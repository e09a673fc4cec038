use std::fmt::{Display, Formatter, Result as FmtResult};
use std::str::FromStr;

/// Blob store backends the pipeline can run against.
///
/// Lives in core because both configuration and the storage crate need it.
#[derive(Debug, Clone, Copy, PartialEq, Eq, serde::Serialize, serde::Deserialize)]
#[serde(rename_all = "lowercase")]
pub enum StorageBackend {
    S3,
    Local,
}

impl FromStr for StorageBackend {
    type Err = anyhow::Error;

    fn from_str(s: &str) -> Result<Self, Self::Err> {
        match s.to_lowercase().as_str() {
            "s3" | "minio" => Ok(StorageBackend::S3),
            "local" => Ok(StorageBackend::Local),
            _ => Err(anyhow::anyhow!("Invalid storage backend: {}", s)),
        }
    }
}

impl Display for StorageBackend {
    fn fmt(&self, f: &mut Formatter<'_>) -> FmtResult {
        match self {
            StorageBackend::S3 => write!(f, "s3"),
            StorageBackend::Local => write!(f, "local"),
        }
    }
}

#[cfg(test)]
mod tests {
    use super::*;

    #[test]
    fn test_parse_backend() {
        assert_eq!("S3".parse::<StorageBackend>().unwrap(), StorageBackend::S3);
        assert_eq!("minio".parse::<StorageBackend>().unwrap(), StorageBackend::S3);
        assert_eq!("local".parse::<StorageBackend>().unwrap(), StorageBackend::Local);
        assert!("nfs".parse::<StorageBackend>().is_err());
    }
}
#[cfg(test)]
mod tests {
    use super::*;
    use async_trait::async_trait;
    use reels_core::models::{Video, VideoStatus};
    use reels_db::{InMemoryTaskStore, InMemoryVideoRepository};
    use std::sync::atomic::{AtomicUsize, Ordering};

    enum Behaviour {
        Succeed,
        FailRecoverable,
        FailUnrecoverable,
        Hang,
    }

    struct ScriptedContext {
        behaviour: Behaviour,
        calls: AtomicUsize,
    }

    impl ScriptedContext {
        fn new(behaviour: Behaviour) -> Arc<Self> {
            Arc::new(Self {
                behaviour,
                calls: AtomicUsize::new(0),
            })
        }
    }

    #[async_trait]
    impl TaskHandlerContext for ScriptedContext {
        async fn dispatch_task(self: Arc<Self>, task: &Task) -> Result<serde_json::Value> {
            self.calls.fetch_add(1, Ordering::SeqCst);
            let job: TranscodeJob = task.try_payload_as()?;
            match self.behaviour {
                Behaviour::Succeed => Ok(json!({ "video_id": job.video_id })),
                Behaviour::FailRecoverable => Err(TaskError::recoverable(anyhow::anyhow!("network")).into()),
                Behaviour::FailUnrecoverable => {
                    Err(TaskError::unrecoverable(anyhow::anyhow!("source missing")).into())
                }
                Behaviour::Hang => {
                    sleep(Duration::from_secs(60)).await;
                    Ok(json!({}))
                }
            }
        }
    }

    fn queue_with(store: &InMemoryTaskStore, max_retries: i32) -> TaskQueue {
        let config = TaskQueueConfig {
            max_retries,
            ..TaskQueueConfig::default()
        };
        TaskQueue::new_no_worker(Arc::new(store.clone()), config)
    }

    fn weak(ctx: &Arc<ScriptedContext>) -> Weak<dyn TaskHandlerContext> {
        let ctx: Arc<dyn TaskHandlerContext> = ctx.clone();
        Arc::downgrade(&ctx)
    }

    #[test]
    fn retry_backoff_exponential_then_capped() {
        assert_eq!(compute_retry_backoff_seconds(0), 1);
        assert_eq!(compute_retry_backoff_seconds(1), 2);
        assert_eq!(compute_retry_backoff_seconds(2), 4);
        assert_eq!(compute_retry_backoff_seconds(8), 256);
        assert_eq!(compute_retry_backoff_seconds(9), MAX_RETRY_BACKOFF_SECS);
        assert_eq!(compute_retry_backoff_seconds(80), MAX_RETRY_BACKOFF_SECS);
    }

    #[test]
    fn unrecoverable_task_error_detected() {
        let err: anyhow::Error = TaskError::unrecoverable(anyhow::anyhow!("bad config")).into();
        assert!(is_unrecoverable(&err));
    }

    #[test]
    fn recoverable_and_plain_errors_are_retried() {
        let err: anyhow::Error = TaskError::recoverable(anyhow::anyhow!("network")).into();
        assert!(!is_unrecoverable(&err));
        assert!(!is_unrecoverable(&anyhow::anyhow!("generic error")));
    }

    #[tokio::test]
    async fn submit_writes_typed_payload() {
        let store = InMemoryTaskStore::new();
        let queue = queue_with(&store, 3);
        let video_id = Uuid::new_v4();

        let task_id = queue.submit(&TranscodeJob { video_id }).await.unwrap();

        let task = store.task(task_id).unwrap();
        assert_eq!(task.task_type.to_string(), "transcode_video");
        assert_eq!(task.queue, "default");
        assert_eq!(task.payload, json!({ "video_id": video_id }));
        assert_eq!(task.max_retries, 3);
    }

    #[tokio::test]
    async fn successful_task_is_completed() {
        let store = InMemoryTaskStore::new();
        let queue = queue_with(&store, 3);
        let ctx = ScriptedContext::new(Behaviour::Succeed);
        let task_id = queue.submit(&TranscodeJob { video_id: Uuid::new_v4() }).await.unwrap();

        assert_eq!(queue.run_next(&weak(&ctx)).await.unwrap(), Some(task_id));
        assert_eq!(store.task(task_id).unwrap().status, TaskStatus::Completed);
        assert_eq!(queue.run_next(&weak(&ctx)).await.unwrap(), None);
    }

    #[tokio::test]
    async fn recoverable_failure_retries_until_exhausted() {
        let store = InMemoryTaskStore::new();
        let queue = queue_with(&store, 1);
        let ctx = ScriptedContext::new(Behaviour::FailRecoverable);
        let task_id = queue.submit(&TranscodeJob { video_id: Uuid::new_v4() }).await.unwrap();

        queue.run_next(&weak(&ctx)).await.unwrap();
        let task = store.task(task_id).unwrap();
        assert_eq!(task.status, TaskStatus::Pending);
        assert_eq!(task.retry_count, 1);
        assert!(task.scheduled_at > task.created_at);

        // Backoff keeps it out of reach until due.
        assert_eq!(queue.run_next(&weak(&ctx)).await.unwrap(), None);
        store.make_due(task_id);

        queue.run_next(&weak(&ctx)).await.unwrap();
        assert_eq!(store.task(task_id).unwrap().status, TaskStatus::Failed);
        assert_eq!(ctx.calls.load(Ordering::SeqCst), 2);
    }

    #[tokio::test]
    async fn unrecoverable_failure_is_not_retried() {
        let store = InMemoryTaskStore::new();
        let queue = queue_with(&store, 3);
        let ctx = ScriptedContext::new(Behaviour::FailUnrecoverable);
        let task_id = queue.submit(&TranscodeJob { video_id: Uuid::new_v4() }).await.unwrap();

        queue.run_next(&weak(&ctx)).await.unwrap();
        let task = store.task(task_id).unwrap();
        assert_eq!(task.status, TaskStatus::Failed);
        assert_eq!(task.retry_count, 0);
        assert_eq!(task.result.unwrap()["unrecoverable"], json!(true));
    }

    #[tokio::test(start_paused = true)]
    async fn timed_out_task_is_retried() {
        let store = InMemoryTaskStore::new();
        let config = TaskQueueConfig {
            default_timeout_seconds: 5,
            ..TaskQueueConfig::default()
        };
        let queue = TaskQueue::new_no_worker(Arc::new(store.clone()), config);
        let ctx = ScriptedContext::new(Behaviour::Hang);
        let task_id = queue.submit(&TranscodeJob { video_id: Uuid::new_v4() }).await.unwrap();

        queue.run_next(&weak(&ctx)).await.unwrap();
        let task = store.task(task_id).unwrap();
        assert_eq!(task.status, TaskStatus::Pending);
        assert_eq!(task.retry_count, 1);
    }

    #[tokio::test]
    async fn dropped_context_is_an_error() {
        let store = InMemoryTaskStore::new();
        let queue = queue_with(&store, 3);
        queue.submit(&TranscodeJob { video_id: Uuid::new_v4() }).await.unwrap();

        let context = weak(&ScriptedContext::new(Behaviour::Succeed));
        assert!(queue.run_next(&context).await.is_err());
    }

    #[tokio::test]
    async fn stale_processing_video_is_requeued_once() {
        let videos = InMemoryVideoRepository::new();
        let store = InMemoryTaskStore::with_videos(videos.clone());
        let config = TaskQueueConfig::default();

        let id = Uuid::new_v4();
        let mut video = Video::new_pending(id, Uuid::new_v4(), None, format!("raw/{}/{}.mp4", id, id));
        video.status = VideoStatus::Processing;
        videos.seed(video);
        videos.backdate(id, chrono::Duration::seconds(config.stale_processing_after_secs + 60));

        assert_eq!(TaskQueue::reap_stale_processing(&store, &config).await.unwrap(), 1);
        assert_eq!(TaskQueue::reap_stale_processing(&store, &config).await.unwrap(), 0);

        let tasks = store.tasks();
        assert_eq!(tasks.len(), 1);
        assert_eq!(tasks[0].payload, json!({ "video_id": id }));
    }
}
//! Application setup and initialization

pub mod database;
pub mod routes;
pub mod server;
pub mod storage;
pub mod worker;

use crate::services::TaskQueueDispatcher;
use crate::state::AppState;
use crate::task_handlers::TranscodeTaskHandler;
use anyhow::{Context, Result};
use reels_core::Config;
use reels_db::{PgVideoRepository, VideoRepository};
use reels_worker::TaskQueue;
use std::sync::Arc;

/// Everything the binary needs to serve and to shut down cleanly.
pub struct App {
    pub state: Arc<AppState>,
    pub router: axum::Router,
    pub task_queue: TaskQueue,
    /// The worker pool only holds a weak reference; this keeps dispatch alive.
    pub task_handler: Arc<TranscodeTaskHandler>,
}

/// Initialize the entire application
pub async fn initialize_app(config: Config) -> Result<App> {
    // Fail fast on misconfiguration
    config.validate().context("Configuration validation failed")?;

    crate::telemetry::init_telemetry()
        .map_err(|e| anyhow::anyhow!("Failed to initialize telemetry: {}", e))?;

    tracing::info!(
        environment = %config.environment(),
        "Configuration loaded and validated successfully"
    );

    let pool = database::setup_database(&config).await?;
    let storage = storage::setup_storage(&config).await?;
    let videos: Arc<dyn VideoRepository> = Arc::new(PgVideoRepository::new(pool.clone()));

    let (task_queue, task_handler) =
        worker::start_worker_pool(&config, pool, videos.clone(), storage.clone());

    let dispatcher = Arc::new(TaskQueueDispatcher::new(task_queue.clone()));
    let state = Arc::new(AppState::new(config.clone(), videos, storage, dispatcher));

    let router = routes::setup_routes(&config, state.clone())?;

    Ok(App {
        state,
        router,
        task_queue,
        task_handler,
    })
}
//! Reels API Library
//!
//! HTTP surface of the upload-to-ready pipeline: upload handshake, read
//! endpoints, bearer auth, and the wiring that connects the task queue to the
//! transcode worker.

mod api_doc;
mod handlers;
mod telemetry;

pub mod auth;
pub mod error;
pub mod services;
pub mod setup;
pub mod state;
pub mod task_handlers;

pub use error::{ErrorResponse, HttpAppError};
pub use reels_worker::{TaskQueue, TaskQueueConfig};
pub use services::{CompletionGate, JobDispatcher, TaskQueueDispatcher, UploadSessionManager};
pub use state::AppState;
pub use task_handlers::TranscodeTaskHandler;
pub mod feed;
pub mod health;
pub mod videos;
★ ★ ★
== WORK TASK ==
Once the line with "assert_eq!(compute_retry_backoff_seconds(0), 1);" is found in the records above, print exactly that line and every line after it through the line with "assert!(!is_unrecoverable(&err));".

== FINISHED EXERCISE ==
        assert_eq!(compute_retry_backoff_seconds(0), 1);
        assert_eq!(compute_retry_backoff_seconds(1), 2);
        assert_eq!(compute_retry_backoff_seconds(2), 4);
        assert_eq!(compute_retry_backoff_seconds(8), 256);
        assert_eq!(compute_retry_backoff_seconds(9), MAX_RETRY_BACKOFF_SECS);
        assert_eq!(compute_retry_backoff_seconds(80), MAX_RETRY_BACKOFF_SECS);
    }

    #[test]
    fn unrecoverable_task_error_detected() {
        let err: anyhow::Error = TaskError::unrecoverable(anyhow::anyhow!("bad config")).into();
        assert!(is_unrecoverable(&err));
    }

    #[test]
    fn recoverable_and_plain_errors_are_retried() {
        let err: anyhow::Error = TaskError::recoverable(anyhow::anyhow!("network")).into();
        assert!(!is_unrecoverable(&err));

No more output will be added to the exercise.